┌──
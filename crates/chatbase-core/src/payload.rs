// Copyright (c) 2025 Geoffrey Huntley <ghuntley@ghuntley.com>. All rights reserved.
// SPDX-License-Identifier: Proprietary

//! Wire payloads for the Chatbase REST endpoints.
//!
//! Payloads borrow from records and add the bot's API key, so the same record
//! can be sent by clients configured with different keys.

use serde::Serialize;

use crate::click::Click;
use crate::event::{Event, Property, PropertyValue};
use crate::message::{Message, MessageKind};
use crate::user_id::UserId;

/// Body of a single-message request. Also the element type of [`BatchPayload`].
#[derive(Debug, Serialize)]
pub struct MessagePayload<'a> {
	pub api_key: &'a str,
	#[serde(rename = "type")]
	pub kind: MessageKind,
	pub user_id: &'a UserId,
	pub time_stamp: i64,
	pub platform: &'a str,
	pub message: &'a str,
	pub intent: &'a str,
	pub not_handled: bool,
	pub version: &'a str,
	pub session_id: &'a str,
}

impl<'a> MessagePayload<'a> {
	pub fn new(api_key: &'a str, message: &'a Message) -> Self {
		Self {
			api_key,
			kind: message.kind(),
			user_id: message.user_id(),
			time_stamp: message.time_stamp(),
			platform: message.platform(),
			message: message.message().unwrap_or_default(),
			intent: message.intent().unwrap_or_default(),
			not_handled: message.not_handled(),
			version: message.version().unwrap_or_default(),
			session_id: message.session_id().unwrap_or_default(),
		}
	}
}

/// Body of a bulk message request. Order of `messages` is the order of the ids
/// in the response.
#[derive(Debug, Serialize)]
pub struct BatchPayload<'a> {
	pub messages: Vec<MessagePayload<'a>>,
}

impl<'a> BatchPayload<'a> {
	pub fn new<I>(api_key: &'a str, messages: I) -> Self
	where
		I: IntoIterator<Item = &'a Message>,
	{
		Self {
			messages: messages
				.into_iter()
				.map(|m| MessagePayload::new(api_key, m))
				.collect(),
		}
	}
}

#[derive(Debug, Serialize)]
pub struct ClickPayload<'a> {
	pub api_key: &'a str,
	pub url: &'a str,
	pub platform: &'a str,
	pub user_id: String,
	pub version: &'a str,
}

impl<'a> ClickPayload<'a> {
	pub fn new(api_key: &'a str, click: &'a Click) -> Self {
		Self {
			api_key,
			url: click.url(),
			platform: click.platform(),
			user_id: click.user_id().map(|u| u.to_string()).unwrap_or_default(),
			version: click.version().unwrap_or_default(),
		}
	}
}

#[derive(Debug, Serialize)]
pub struct PropertyPayload<'a> {
	pub property_name: &'a str,
	#[serde(flatten)]
	pub value: &'a PropertyValue,
}

impl<'a> From<&'a Property> for PropertyPayload<'a> {
	fn from(p: &'a Property) -> Self {
		Self {
			property_name: &p.name,
			value: &p.value,
		}
	}
}

#[derive(Debug, Serialize)]
pub struct EventPayload<'a> {
	pub api_key: &'a str,
	pub user_id: &'a UserId,
	pub intent: &'a str,
	#[serde(skip_serializing_if = "Option::is_none")]
	pub timestamp_millis: Option<i64>,
	#[serde(skip_serializing_if = "Option::is_none")]
	pub platform: Option<&'a str>,
	#[serde(skip_serializing_if = "Option::is_none")]
	pub version: Option<&'a str>,
	#[serde(skip_serializing_if = "Vec::is_empty")]
	pub properties: Vec<PropertyPayload<'a>>,
}

impl<'a> EventPayload<'a> {
	pub fn new(api_key: &'a str, event: &'a Event) -> Self {
		Self {
			api_key,
			user_id: event.user_id(),
			intent: event.intent(),
			timestamp_millis: event.timestamp_millis(),
			platform: event.platform(),
			version: event.version(),
			properties: event.properties().iter().map(PropertyPayload::from).collect(),
		}
	}
}

#[cfg(test)]
mod tests {
	use super::*;
	use serde_json::json;

	const API_KEY: &str = "123456789:AABBCCDDEEFFaabbccddeeff-1234567890";

	#[test]
	fn test_message_payload_fills_defaults() {
		let msg = Message::builder("123456", "TestPlatform")
			.intent("Another message")
			.time_stamp(1_533_165_000_000)
			.build();

		let value = serde_json::to_value(MessagePayload::new(API_KEY, &msg)).unwrap();
		assert_eq!(
			value,
			json!({
				"api_key": API_KEY,
				"type": "user",
				"user_id": "123456",
				"time_stamp": 1_533_165_000_000_i64,
				"platform": "TestPlatform",
				"message": "",
				"intent": "Another message",
				"not_handled": false,
				"version": "",
				"session_id": "",
			})
		);
	}

	#[test]
	fn test_batch_payload_preserves_order() {
		let msgs: Vec<Message> = ["1", "2", "3"]
			.iter()
			.map(|id| Message::builder(*id, "Web").build())
			.collect();

		let value = serde_json::to_value(BatchPayload::new(API_KEY, &msgs)).unwrap();
		let ids: Vec<&str> = value["messages"]
			.as_array()
			.unwrap()
			.iter()
			.map(|m| m["user_id"].as_str().unwrap())
			.collect();
		assert_eq!(ids, ["1", "2", "3"]);
	}

	#[test]
	fn test_click_payload() {
		let click = Click::new("google.com", "Web").with_user_id(42);
		let value = serde_json::to_value(ClickPayload::new(API_KEY, &click)).unwrap();
		assert_eq!(
			value,
			json!({
				"api_key": API_KEY,
				"url": "google.com",
				"platform": "Web",
				"user_id": "42",
				"version": "",
			})
		);
	}

	#[test]
	fn test_event_payload_properties() {
		let event = Event::builder("123456", "test event")
			.timestamp_millis(None)
			.property("count", 1)
			.property("name", "two")
			.property("ratio", 3.0)
			.property("premium", true)
			.build();

		let value = serde_json::to_value(EventPayload::new(API_KEY, &event)).unwrap();
		assert_eq!(
			value,
			json!({
				"api_key": API_KEY,
				"user_id": "123456",
				"intent": "test event",
				"properties": [
					{"property_name": "count", "integer_value": 1},
					{"property_name": "name", "string_value": "two"},
					{"property_name": "ratio", "float_value": 3.0},
					{"property_name": "premium", "bool_value": true},
				],
			})
		);
	}

	#[test]
	fn test_event_payload_omits_empty_optionals() {
		let event = Event::builder(1, "signup").timestamp_millis(None).build();
		let value = serde_json::to_value(EventPayload::new(API_KEY, &event)).unwrap();
		let obj = value.as_object().unwrap();
		assert!(!obj.contains_key("platform"));
		assert!(!obj.contains_key("version"));
		assert!(!obj.contains_key("properties"));
		assert!(!obj.contains_key("timestamp_millis"));
	}
}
└──
> **Work task**
Set down the entire material again, exactly as it stands.

> **Result of this exercise**
filename crates/chatbase-core/src/payload.rs
// Copyright (c) 2025 Geoffrey Huntley <ghuntley@ghuntley.com>. All rights reserved.
// SPDX-License-Identifier: Proprietary

//! Wire payloads for the Chatbase REST endpoints.
//!
//! Payloads borrow from records and add the bot's API key, so the same record
//! can be sent by clients configured with different keys.

use serde::Serialize;

use crate::click::Click;
use crate::event::{Event, Property, PropertyValue};
use crate::message::{Message, MessageKind};
use crate::user_id::UserId;

/// Body of a single-message request. Also the element type of [`BatchPayload`].
#[derive(Debug, Serialize)]
pub struct MessagePayload<'a> {
	pub api_key: &'a str,
	#[serde(rename = "type")]
	pub kind: MessageKind,
	pub user_id: &'a UserId,
	pub time_stamp: i64,
	pub platform: &'a str,
	pub message: &'a str,
	pub intent: &'a str,
	pub not_handled: bool,
	pub version: &'a str,
	pub session_id: &'a str,
}

impl<'a> MessagePayload<'a> {
	pub fn new(api_key: &'a str, message: &'a Message) -> Self {
		Self {
			api_key,
			kind: message.kind(),
			user_id: message.user_id(),
			time_stamp: message.time_stamp(),
			platform: message.platform(),
			message: message.message().unwrap_or_default(),
			intent: message.intent().unwrap_or_default(),
			not_handled: message.not_handled(),
			version: message.version().unwrap_or_default(),
			session_id: message.session_id().unwrap_or_default(),
		}
	}
}

/// Body of a bulk message request. Order of `messages` is the order of the ids
/// in the response.
#[derive(Debug, Serialize)]
pub struct BatchPayload<'a> {
	pub messages: Vec<MessagePayload<'a>>,
}

impl<'a> BatchPayload<'a> {
	pub fn new<I>(api_key: &'a str, messages: I) -> Self
	where
		I: IntoIterator<Item = &'a Message>,
	{
		Self {
			messages: messages
				.into_iter()
				.map(|m| MessagePayload::new(api_key, m))
				.collect(),
		}
	}
}

#[derive(Debug, Serialize)]
pub struct ClickPayload<'a> {
	pub api_key: &'a str,
	pub url: &'a str,
	pub platform: &'a str,
	pub user_id: String,
	pub version: &'a str,
}

impl<'a> ClickPayload<'a> {
	pub fn new(api_key: &'a str, click: &'a Click) -> Self {
		Self {
			api_key,
			url: click.url(),
			platform: click.platform(),
			user_id: click.user_id().map(|u| u.to_string()).unwrap_or_default(),
			version: click.version().unwrap_or_default(),
		}
	}
}

#[derive(Debug, Serialize)]
pub struct PropertyPayload<'a> {
	pub property_name: &'a str,
	#[serde(flatten)]
	pub value: &'a PropertyValue,
}

impl<'a> From<&'a Property> for PropertyPayload<'a> {
	fn from(p: &'a Property) -> Self {
		Self {
			property_name: &p.name,
			value: &p.value,
		}
	}
}

#[derive(Debug, Serialize)]
pub struct EventPayload<'a> {
	pub api_key: &'a str,
	pub user_id: &'a UserId,
	pub intent: &'a str,
	#[serde(skip_serializing_if = "Option::is_none")]
	pub timestamp_millis: Option<i64>,
	#[serde(skip_serializing_if = "Option::is_none")]
	pub platform: Option<&'a str>,
	#[serde(skip_serializing_if = "Option::is_none")]
	pub version: Option<&'a str>,
	#[serde(skip_serializing_if = "Vec::is_empty")]
	pub properties: Vec<PropertyPayload<'a>>,
}

impl<'a> EventPayload<'a> {
	pub fn new(api_key: &'a str, event: &'a Event) -> Self {
		Self {
			api_key,
			user_id: event.user_id(),
			intent: event.intent(),
			timestamp_millis: event.timestamp_millis(),
			platform: event.platform(),
			version: event.version(),
			properties: event.properties().iter().map(PropertyPayload::from).collect(),
		}
	}
}

#[cfg(test)]
mod tests {
	use super::*;
	use serde_json::json;

	const API_KEY: &str = "123456789:AABBCCDDEEFFaabbccddeeff-1234567890";

	#[test]
	fn test_message_payload_fills_defaults() {
		let msg = Message::builder("123456", "TestPlatform")
			.intent("Another message")
			.time_stamp(1_533_165_000_000)
			.build();

		let value = serde_json::to_value(MessagePayload::new(API_KEY, &msg)).unwrap();
		assert_eq!(
			value,
			json!({
				"api_key": API_KEY,
				"type": "user",
				"user_id": "123456",
				"time_stamp": 1_533_165_000_000_i64,
				"platform": "TestPlatform",
				"message": "",
				"intent": "Another message",
				"not_handled": false,
				"version": "",
				"session_id": "",
			})
		);
	}

	#[test]
	fn test_batch_payload_preserves_order() {
		let msgs: Vec<Message> = ["1", "2", "3"]
			.iter()
			.map(|id| Message::builder(*id, "Web").build())
			.collect();

		let value = serde_json::to_value(BatchPayload::new(API_KEY, &msgs)).unwrap();
		let ids: Vec<&str> = value["messages"]
			.as_array()
			.unwrap()
			.iter()
			.map(|m| m["user_id"].as_str().unwrap())
			.collect();
		assert_eq!(ids, ["1", "2", "3"]);
	}

	#[test]
	fn test_click_payload() {
		let click = Click::new("google.com", "Web").with_user_id(42);
		let value = serde_json::to_value(ClickPayload::new(API_KEY, &click)).unwrap();
		assert_eq!(
			value,
			json!({
				"api_key": API_KEY,
				"url": "google.com",
				"platform": "Web",
				"user_id": "42",
				"version": "",
			})
		);
	}

	#[test]
	fn test_event_payload_properties() {
		let event = Event::builder("123456", "test event")
			.timestamp_millis(None)
			.property("count", 1)
			.property("name", "two")
			.property("ratio", 3.0)
			.property("premium", true)
			.build();

		let value = serde_json::to_value(EventPayload::new(API_KEY, &event)).unwrap();
		assert_eq!(
			value,
			json!({
				"api_key": API_KEY,
				"user_id": "123456",
				"intent": "test event",
				"properties": [
					{"property_name": "count", "integer_value": 1},
					{"property_name": "name", "string_value": "two"},
					{"property_name": "ratio", "float_value": 3.0},
					{"property_name": "premium", "bool_value": true},
				],
			})
		);
	}

	#[test]
	fn test_event_payload_omits_empty_optionals() {
		let event = Event::builder(1, "signup").timestamp_millis(None).build();
		let value = serde_json::to_value(EventPayload::new(API_KEY, &event)).unwrap();
		let obj = value.as_object().unwrap();
		assert!(!obj.contains_key("platform"));
		assert!(!obj.contains_key("version"));
		assert!(!obj.contains_key("properties"));
		assert!(!obj.contains_key("timestamp_millis"));
	}
}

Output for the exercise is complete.